A subscriber asked me one day if I had any regrets marrying a Filipina. This wasn’t something that had crossed my mind before so I thought I would take some time and put my thoughts down. As always, I hope that someone can learn from what I say. I am not the final authority on anything, I just try to follow the word of God in this relationship and share as our relationship develops.
Love Beyond The Sea exists to help foreigners and Filipinas have a good marriage. From before even contacting someone online to thoughts on providing for her at death, I hope this runs the gamut as I gain more experience with my wife. Check out lvbts.com for podcasts as well as a private consult services, subscribe to Love Beyond The Sea and get notifications.
Getting married so soon-It is possible to marry a Filipina in a lot less time than it would take in another country; and you should go where you’re wanted. For me this was a good thing as I had been looking and waiting for someone I wanted to marry for a very long time, where it was reciprocal. When people speculate that a couple got married too soon, I think they are saying that they got married without doing some critical thinking about the relationship. I think that can happen even when couples are together for several years or more.
When the husband is older like I am, it is possible he has figured out over the years what is important and what isn’t and what is more important than others. He may be in a good position to put more emphasis on the younger Filipina’s total wellbeing than when he was much younger. My priorities changed over the years, and coupled with studying as much about marriage as I could, helped prepare me for marrying my wife. That is not to say that I knew everything about her, because that isn’t possible. I knew what I needed to know and had a sort of blueprint for how I wanted to build the marriage. It’s like a plant that needs to be watered regularly and that is essentially what Love Beyond The Sea is about; practical ideas for managing a foreigner and Filipina marriage well.

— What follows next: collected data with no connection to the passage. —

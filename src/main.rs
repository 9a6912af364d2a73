//! Sanyuan - launcher for the Sanyuan Toolbox
//!
//! This is the main entry point when running `cargo run`. It lists the tools
//! in the toolbox and runs any of them in-process with the same arguments
//! its standalone binary takes.
//!
//! ```bash
//! # Which tools are installed?
//! sanyuan list
//!
//! # Run a tool through the launcher
//! sanyuan rmb-upper 1234.56
//! sanyuan dir-tree . --max-depth 2
//! ```

use anyhow::Result;
use clap::{Parser, Subcommand};

use sanyuan_toolbox::catalog::{availability, render_listing};
use sanyuan_toolbox::cli::{
    AudioExtractArgs, DirTreeArgs, EmptyDirsArgs, ImageCombineArgs, ImageConvertArgs, ImageGridArgs,
    ImageToIcoArgs, ImageToPdfArgs, PdfMergeArgs, PdfSplitArgs, PdfToImageArgs, PdfToWordArgs,
    PdfWatermarkArgs, RmbUpperArgs, UnitConvertArgs,
};
use sanyuan_toolbox::run_tool;

#[derive(Parser)]
#[command(name = "sanyuan")]
#[command(about = "Launcher for the Sanyuan Toolbox")]
#[command(version)]
struct Cli {
    #[command(subcommand)]
    command: Command,
}

#[derive(Subcommand)]
enum Command {
    /// List the tools and whether their binaries are installed
    List {
        #[arg(long, help = "Print the catalog as JSON")]
        json: bool,
    },
    /// Split a PDF every N pages or extract page ranges
    PdfSplit(PdfSplitArgs),
    /// Merge selected pages of several PDFs into one
    PdfMerge(PdfMergeArgs),
    /// Add a text watermark to every page of a PDF
    PdfWatermark(PdfWatermarkArgs),
    /// Render PDF pages to image files
    PdfToImage(PdfToImageArgs),
    /// Convert the text of a PDF into a .docx document
    PdfToWord(PdfToWordArgs),
    /// Put images into a PDF, one per page
    ImageToPdf(ImageToPdfArgs),
    /// Convert images between formats
    ImageConvert(ImageConvertArgs),
    /// Create a Windows .ico icon
    ImageToIco(ImageToIcoArgs),
    /// Cut an image into a grid of tiles
    ImageGrid(ImageGridArgs),
    /// Compose several images on one canvas
    ImageCombine(ImageCombineArgs),
    /// Extract the audio track of a video
    AudioExtract(AudioExtractArgs),
    /// Convert between length units
    UnitConvert(UnitConvertArgs),
    /// Write an amount as upper-case Chinese currency text
    RmbUpper(RmbUpperArgs),
    /// Print a directory tree
    DirTree(DirTreeArgs),
    /// Remove empty folders
    EmptyDirs(EmptyDirsArgs),
}

fn list_tools(json: bool) -> Result<()> {
    let statuses = availability();
    if json {
        println!("{}", serde_json::to_string_pretty(&statuses)?);
    } else {
        println!("{}", render_listing(&statuses));
    }
    Ok(())
}

#[tokio::main]
async fn main() -> Result<()> {
    let cli = Cli::parse();

    match cli.command {
        Command::List { json } => {
            if !json {
                sanyuan_toolbox::display_license_notice("sanyuan");
            }
            list_tools(json)
        }
        Command::PdfSplit(args) => run_tool(args).await,
        Command::PdfMerge(args) => run_tool(args).await,
        Command::PdfWatermark(args) => run_tool(args).await,
        Command::PdfToImage(args) => run_tool(args).await,
        Command::PdfToWord(args) => run_tool(args).await,
        Command::ImageToPdf(args) => run_tool(args).await,
        Command::ImageConvert(args) => run_tool(args).await,
        Command::ImageToIco(args) => run_tool(args).await,
        Command::ImageGrid(args) => run_tool(args).await,
        Command::ImageCombine(args) => run_tool(args).await,
        Command::AudioExtract(args) => run_tool(args).await,
        Command::UnitConvert(args) => run_tool(args).await,
        Command::RmbUpper(args) => run_tool(args).await,
        Command::DirTree(args) => run_tool(args).await,
        Command::EmptyDirs(args) => run_tool(args).await,
    }
}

Sending money to the Philippines-You don’t know exactly how this will need to be worked out until you have been married awhile. You can address it before marriage in a general way, but I wouldn’t suggest making hard and fast boundaries and dollar amounts right away. You just never know what could happen. Someone could need money for a burial, a legitimate and major medical issue, or some other unexpected and unavoidable circumstance.
This is also just part of marrying a Filipina. If you married an American woman, you might complain she wastes money on all kinds of things she doesn’t need, that she is high maintenance and has expensive tastes. If you marry a Filipina, she likely has a family she has been supporting and is expected to continue to support, that much, you should know and now you do.
All the support we have sent back home has been for necessities or above that by our own choice. It has been for good and has done good. In either event, you can’t easily keep the money at home. I don’t regret this because the money we send back home is not wasteful and helps others. Now, here is my only regret in marrying a Filipina. I will give full disclosure here.
That I didn’t do it earlier-I was almost going to say that after ruminating on it for a while, that I had no regrets, however that wouldn’t be entirely true. The only regret I have is that I didn’t do it sooner. I was 53 years old, which isn’t ancient, but it was beginning to feel that way. I assumed I would be married by the time I was 25. This is tempered knowing that literally, my wife wasn’t born until I was 27. The way it worked out, there was no way I could have met her and married her when I was in the so called prime of my life. It seemed like women at 25 had already married and moved on with their life, but not so with the Philippines. There you can find many women that age who wonder if they are too old to get married. Same with some other places.
I have no problems saying I need this little woman from Davao City, I need her in my life. She is such a blessing. I have never wondered what my life would be like had I met her earlier, I guess the idea of a foreign wife was just not realistic to me before I met her, that’s why I am suggesting a foreign wife to my viewers who are single and unattached.
Better late than never. So many of us have married a Filipina and are glad we did. I don’t want anyone to regret not trying or at least, not assembling enough information for them to know if a Filipina wife is something they should think about. This channel is all about all of that. You only have so much time, and you aren’t even privy to that.
Go where you’re wanted. No regrets here, finding my love beyond the sea!